### TASK INPUT
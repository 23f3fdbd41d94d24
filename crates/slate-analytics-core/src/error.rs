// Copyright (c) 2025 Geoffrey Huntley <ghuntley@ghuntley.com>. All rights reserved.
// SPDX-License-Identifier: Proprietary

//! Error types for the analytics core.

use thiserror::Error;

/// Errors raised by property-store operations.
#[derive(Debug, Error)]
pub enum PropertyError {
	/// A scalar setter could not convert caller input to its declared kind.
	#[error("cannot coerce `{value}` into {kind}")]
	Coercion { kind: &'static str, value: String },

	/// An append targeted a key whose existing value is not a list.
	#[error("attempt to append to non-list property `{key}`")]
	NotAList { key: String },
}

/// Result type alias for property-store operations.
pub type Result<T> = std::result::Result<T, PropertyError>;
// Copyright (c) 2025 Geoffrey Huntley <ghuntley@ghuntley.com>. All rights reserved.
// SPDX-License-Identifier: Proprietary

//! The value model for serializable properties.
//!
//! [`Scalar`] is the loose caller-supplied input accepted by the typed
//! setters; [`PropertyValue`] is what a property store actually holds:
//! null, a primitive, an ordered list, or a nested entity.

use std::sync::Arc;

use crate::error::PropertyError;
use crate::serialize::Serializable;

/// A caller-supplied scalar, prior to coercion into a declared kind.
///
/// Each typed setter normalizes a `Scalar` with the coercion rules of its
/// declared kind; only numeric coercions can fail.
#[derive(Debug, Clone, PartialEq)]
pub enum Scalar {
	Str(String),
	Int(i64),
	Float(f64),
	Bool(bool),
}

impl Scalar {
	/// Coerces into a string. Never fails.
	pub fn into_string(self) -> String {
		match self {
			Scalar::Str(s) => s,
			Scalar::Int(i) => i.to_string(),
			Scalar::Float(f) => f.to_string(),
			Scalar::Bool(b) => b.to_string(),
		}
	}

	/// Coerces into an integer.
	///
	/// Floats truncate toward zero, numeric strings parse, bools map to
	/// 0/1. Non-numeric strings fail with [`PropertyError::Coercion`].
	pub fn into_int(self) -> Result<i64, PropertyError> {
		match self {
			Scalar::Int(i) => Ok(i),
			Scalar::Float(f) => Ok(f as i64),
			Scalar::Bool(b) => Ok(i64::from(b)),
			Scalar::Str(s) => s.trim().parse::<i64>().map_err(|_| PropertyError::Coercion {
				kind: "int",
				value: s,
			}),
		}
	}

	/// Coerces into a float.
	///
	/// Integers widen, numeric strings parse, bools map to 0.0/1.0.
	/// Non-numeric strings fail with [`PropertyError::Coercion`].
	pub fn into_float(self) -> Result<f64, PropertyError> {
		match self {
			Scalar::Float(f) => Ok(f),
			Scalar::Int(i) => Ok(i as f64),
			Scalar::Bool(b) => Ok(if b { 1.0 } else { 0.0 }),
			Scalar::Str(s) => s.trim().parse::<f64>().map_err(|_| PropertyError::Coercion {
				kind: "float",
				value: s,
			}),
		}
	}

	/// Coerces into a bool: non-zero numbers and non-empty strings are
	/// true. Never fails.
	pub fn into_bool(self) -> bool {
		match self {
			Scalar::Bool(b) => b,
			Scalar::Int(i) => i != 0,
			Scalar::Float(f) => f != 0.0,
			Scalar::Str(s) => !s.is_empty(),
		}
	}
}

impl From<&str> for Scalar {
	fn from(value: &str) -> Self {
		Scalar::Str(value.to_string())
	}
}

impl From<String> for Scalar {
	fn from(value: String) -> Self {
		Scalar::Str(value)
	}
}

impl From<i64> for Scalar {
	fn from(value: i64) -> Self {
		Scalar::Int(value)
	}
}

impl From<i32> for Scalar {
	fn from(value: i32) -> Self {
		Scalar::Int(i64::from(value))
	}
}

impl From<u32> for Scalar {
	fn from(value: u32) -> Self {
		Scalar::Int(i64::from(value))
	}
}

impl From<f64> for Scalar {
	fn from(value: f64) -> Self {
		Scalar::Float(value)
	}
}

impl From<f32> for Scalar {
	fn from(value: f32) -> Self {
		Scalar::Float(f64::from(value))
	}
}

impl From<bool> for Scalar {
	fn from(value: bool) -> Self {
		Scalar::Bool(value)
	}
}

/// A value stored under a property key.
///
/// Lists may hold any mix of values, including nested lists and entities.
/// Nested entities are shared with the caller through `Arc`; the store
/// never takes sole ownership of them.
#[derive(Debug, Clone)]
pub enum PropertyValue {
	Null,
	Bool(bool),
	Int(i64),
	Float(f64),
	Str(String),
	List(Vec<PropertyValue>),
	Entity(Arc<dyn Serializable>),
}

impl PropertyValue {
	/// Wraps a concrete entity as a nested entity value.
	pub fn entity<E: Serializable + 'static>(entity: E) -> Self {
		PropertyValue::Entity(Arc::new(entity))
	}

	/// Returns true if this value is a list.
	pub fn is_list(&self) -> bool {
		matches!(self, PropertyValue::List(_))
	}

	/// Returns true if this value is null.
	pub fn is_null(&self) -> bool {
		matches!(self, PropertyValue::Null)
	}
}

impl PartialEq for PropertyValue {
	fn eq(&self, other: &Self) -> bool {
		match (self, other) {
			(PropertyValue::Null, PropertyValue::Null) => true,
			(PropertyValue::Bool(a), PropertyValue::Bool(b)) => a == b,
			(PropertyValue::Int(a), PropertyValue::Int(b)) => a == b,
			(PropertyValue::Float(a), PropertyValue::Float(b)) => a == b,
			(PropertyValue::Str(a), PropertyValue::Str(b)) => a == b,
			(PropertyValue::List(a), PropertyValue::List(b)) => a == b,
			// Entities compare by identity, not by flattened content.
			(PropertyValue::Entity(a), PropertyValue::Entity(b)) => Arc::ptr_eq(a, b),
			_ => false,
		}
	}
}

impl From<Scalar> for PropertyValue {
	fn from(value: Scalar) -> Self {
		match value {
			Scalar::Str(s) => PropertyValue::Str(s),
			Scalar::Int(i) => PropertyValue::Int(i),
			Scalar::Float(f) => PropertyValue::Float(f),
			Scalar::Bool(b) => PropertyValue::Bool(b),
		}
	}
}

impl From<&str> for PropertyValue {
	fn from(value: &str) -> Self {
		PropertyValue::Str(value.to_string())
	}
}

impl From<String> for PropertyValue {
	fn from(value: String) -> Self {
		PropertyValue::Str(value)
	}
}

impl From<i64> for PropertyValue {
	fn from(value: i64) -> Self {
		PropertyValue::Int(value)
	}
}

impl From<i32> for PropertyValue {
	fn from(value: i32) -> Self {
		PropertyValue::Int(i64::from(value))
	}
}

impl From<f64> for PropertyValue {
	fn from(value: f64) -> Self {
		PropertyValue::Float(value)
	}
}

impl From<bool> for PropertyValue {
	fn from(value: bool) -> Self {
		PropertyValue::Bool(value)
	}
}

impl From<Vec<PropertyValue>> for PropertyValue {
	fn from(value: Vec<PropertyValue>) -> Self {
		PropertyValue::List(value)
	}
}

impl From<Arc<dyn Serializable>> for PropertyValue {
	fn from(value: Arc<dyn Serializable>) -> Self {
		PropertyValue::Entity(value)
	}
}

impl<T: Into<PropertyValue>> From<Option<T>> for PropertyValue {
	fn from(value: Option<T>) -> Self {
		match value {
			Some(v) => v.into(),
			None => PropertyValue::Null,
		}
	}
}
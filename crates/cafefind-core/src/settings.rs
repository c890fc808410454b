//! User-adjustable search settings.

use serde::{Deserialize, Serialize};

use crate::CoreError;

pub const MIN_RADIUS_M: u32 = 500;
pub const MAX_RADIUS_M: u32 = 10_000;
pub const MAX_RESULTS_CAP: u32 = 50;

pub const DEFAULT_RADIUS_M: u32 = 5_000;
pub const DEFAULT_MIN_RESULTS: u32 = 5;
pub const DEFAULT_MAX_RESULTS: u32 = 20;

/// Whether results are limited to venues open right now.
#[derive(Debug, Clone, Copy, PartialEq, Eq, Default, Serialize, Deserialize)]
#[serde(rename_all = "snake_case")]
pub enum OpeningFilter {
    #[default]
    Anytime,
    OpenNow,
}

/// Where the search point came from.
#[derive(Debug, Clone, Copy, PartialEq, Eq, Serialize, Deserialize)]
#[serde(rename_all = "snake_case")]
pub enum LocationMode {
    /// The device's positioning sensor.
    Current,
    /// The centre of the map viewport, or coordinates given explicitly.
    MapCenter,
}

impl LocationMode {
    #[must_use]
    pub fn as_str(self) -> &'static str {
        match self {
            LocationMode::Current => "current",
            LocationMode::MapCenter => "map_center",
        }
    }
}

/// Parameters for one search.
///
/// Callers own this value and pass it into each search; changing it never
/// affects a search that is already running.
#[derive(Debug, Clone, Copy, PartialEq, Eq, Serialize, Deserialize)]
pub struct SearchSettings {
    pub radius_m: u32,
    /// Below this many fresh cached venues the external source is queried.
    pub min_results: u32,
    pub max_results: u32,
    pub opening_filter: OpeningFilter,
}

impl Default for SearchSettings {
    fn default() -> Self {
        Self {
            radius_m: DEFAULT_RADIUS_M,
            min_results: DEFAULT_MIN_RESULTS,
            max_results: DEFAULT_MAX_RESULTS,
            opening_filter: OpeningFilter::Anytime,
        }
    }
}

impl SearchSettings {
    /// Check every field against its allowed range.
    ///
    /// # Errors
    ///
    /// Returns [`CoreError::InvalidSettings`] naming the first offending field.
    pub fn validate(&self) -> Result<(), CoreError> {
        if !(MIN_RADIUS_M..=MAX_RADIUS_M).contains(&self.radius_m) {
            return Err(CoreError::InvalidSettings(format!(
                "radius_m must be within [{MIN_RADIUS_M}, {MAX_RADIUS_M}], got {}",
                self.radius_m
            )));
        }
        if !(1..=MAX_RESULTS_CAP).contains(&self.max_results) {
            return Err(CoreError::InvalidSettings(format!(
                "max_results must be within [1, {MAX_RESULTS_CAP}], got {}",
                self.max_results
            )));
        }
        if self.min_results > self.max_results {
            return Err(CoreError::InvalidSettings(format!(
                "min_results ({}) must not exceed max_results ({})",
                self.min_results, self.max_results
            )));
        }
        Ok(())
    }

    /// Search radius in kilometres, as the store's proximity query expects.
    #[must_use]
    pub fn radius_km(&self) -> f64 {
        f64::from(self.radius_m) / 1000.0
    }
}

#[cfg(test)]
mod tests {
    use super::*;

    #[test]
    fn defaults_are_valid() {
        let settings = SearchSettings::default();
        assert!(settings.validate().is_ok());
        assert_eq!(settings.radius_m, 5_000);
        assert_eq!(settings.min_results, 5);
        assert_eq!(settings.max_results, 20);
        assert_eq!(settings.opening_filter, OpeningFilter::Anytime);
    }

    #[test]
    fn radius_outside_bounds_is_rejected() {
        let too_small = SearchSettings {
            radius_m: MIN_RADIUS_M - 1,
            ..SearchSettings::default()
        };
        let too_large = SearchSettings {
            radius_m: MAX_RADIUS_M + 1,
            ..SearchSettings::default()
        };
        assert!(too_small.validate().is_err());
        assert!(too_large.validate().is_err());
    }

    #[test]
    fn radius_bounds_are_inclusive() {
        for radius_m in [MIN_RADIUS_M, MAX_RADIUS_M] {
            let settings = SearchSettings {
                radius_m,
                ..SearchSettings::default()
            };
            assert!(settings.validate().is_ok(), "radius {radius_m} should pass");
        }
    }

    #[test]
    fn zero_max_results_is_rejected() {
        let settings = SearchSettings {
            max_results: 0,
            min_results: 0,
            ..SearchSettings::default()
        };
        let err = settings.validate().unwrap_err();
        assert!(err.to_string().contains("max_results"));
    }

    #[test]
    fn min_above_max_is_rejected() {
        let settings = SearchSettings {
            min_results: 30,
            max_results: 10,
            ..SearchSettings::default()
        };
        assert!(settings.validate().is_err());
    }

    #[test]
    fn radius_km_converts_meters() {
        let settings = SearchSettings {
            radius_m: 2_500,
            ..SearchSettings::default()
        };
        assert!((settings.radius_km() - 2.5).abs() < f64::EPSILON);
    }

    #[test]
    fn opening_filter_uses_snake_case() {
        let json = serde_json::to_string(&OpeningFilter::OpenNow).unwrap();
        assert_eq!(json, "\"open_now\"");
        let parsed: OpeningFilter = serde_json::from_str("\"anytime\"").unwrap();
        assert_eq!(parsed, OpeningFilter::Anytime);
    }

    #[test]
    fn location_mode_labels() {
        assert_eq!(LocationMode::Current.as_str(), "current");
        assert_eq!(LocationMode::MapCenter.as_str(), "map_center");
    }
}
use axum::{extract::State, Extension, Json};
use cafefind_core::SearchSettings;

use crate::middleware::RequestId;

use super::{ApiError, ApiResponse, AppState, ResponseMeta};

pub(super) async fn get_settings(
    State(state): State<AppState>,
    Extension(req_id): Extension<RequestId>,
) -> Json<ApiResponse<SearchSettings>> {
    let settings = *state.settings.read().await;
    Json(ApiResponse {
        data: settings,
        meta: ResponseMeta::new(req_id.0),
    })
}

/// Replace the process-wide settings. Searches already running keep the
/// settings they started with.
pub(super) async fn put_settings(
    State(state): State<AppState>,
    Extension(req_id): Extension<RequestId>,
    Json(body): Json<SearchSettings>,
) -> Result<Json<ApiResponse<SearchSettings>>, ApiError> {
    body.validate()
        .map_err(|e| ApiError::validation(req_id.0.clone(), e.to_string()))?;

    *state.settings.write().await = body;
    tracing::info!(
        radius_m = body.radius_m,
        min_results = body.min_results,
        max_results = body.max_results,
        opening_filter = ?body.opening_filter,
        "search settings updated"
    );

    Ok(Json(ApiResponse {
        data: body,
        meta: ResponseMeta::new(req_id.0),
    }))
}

### TASK PROMPT
For this exercise, repeat exactly the lines of the data above from the one with "true. Never fails." down to the one with "(PropertyValue::Entity(a), PropertyValue::Entity(b)) =>", both end lines included.

### WORKED SOLUTION
	/// true. Never fails.
	pub fn into_bool(self) -> bool {
		match self {
			Scalar::Bool(b) => b,
			Scalar::Int(i) => i != 0,
			Scalar::Float(f) => f != 0.0,
			Scalar::Str(s) => !s.is_empty(),
		}
	}
}

impl From<&str> for Scalar {
	fn from(value: &str) -> Self {
		Scalar::Str(value.to_string())
	}
}

impl From<String> for Scalar {
	fn from(value: String) -> Self {
		Scalar::Str(value)
	}
}

impl From<i64> for Scalar {
	fn from(value: i64) -> Self {
		Scalar::Int(value)
	}
}

impl From<i32> for Scalar {
	fn from(value: i32) -> Self {
		Scalar::Int(i64::from(value))
	}
}

impl From<u32> for Scalar {
	fn from(value: u32) -> Self {
		Scalar::Int(i64::from(value))
	}
}

impl From<f64> for Scalar {
	fn from(value: f64) -> Self {
		Scalar::Float(value)
	}
}

impl From<f32> for Scalar {
	fn from(value: f32) -> Self {
		Scalar::Float(f64::from(value))
	}
}

impl From<bool> for Scalar {
	fn from(value: bool) -> Self {
		Scalar::Bool(value)
	}
}

/// A value stored under a property key.
///
/// Lists may hold any mix of values, including nested lists and entities.
/// Nested entities are shared with the caller through `Arc`; the store
/// never takes sole ownership of them.
#[derive(Debug, Clone)]
pub enum PropertyValue {
	Null,
	Bool(bool),
	Int(i64),
	Float(f64),
	Str(String),
	List(Vec<PropertyValue>),
	Entity(Arc<dyn Serializable>),
}

impl PropertyValue {
	/// Wraps a concrete entity as a nested entity value.
	pub fn entity<E: Serializable + 'static>(entity: E) -> Self {
		PropertyValue::Entity(Arc::new(entity))
	}

	/// Returns true if this value is a list.
	pub fn is_list(&self) -> bool {
		matches!(self, PropertyValue::List(_))
	}

	/// Returns true if this value is null.
	pub fn is_null(&self) -> bool {
		matches!(self, PropertyValue::Null)
	}
}

impl PartialEq for PropertyValue {
	fn eq(&self, other: &Self) -> bool {
		match (self, other) {
			(PropertyValue::Null, PropertyValue::Null) => true,
			(PropertyValue::Bool(a), PropertyValue::Bool(b)) => a == b,
			(PropertyValue::Int(a), PropertyValue::Int(b)) => a == b,
			(PropertyValue::Float(a), PropertyValue::Float(b)) => a == b,
			(PropertyValue::Str(a), PropertyValue::Str(b)) => a == b,
			(PropertyValue::List(a), PropertyValue::List(b)) => a == b,
			// Entities compare by identity, not by flattened content.
			(PropertyValue::Entity(a), PropertyValue::Entity(b)) => Arc::ptr_eq(a, b),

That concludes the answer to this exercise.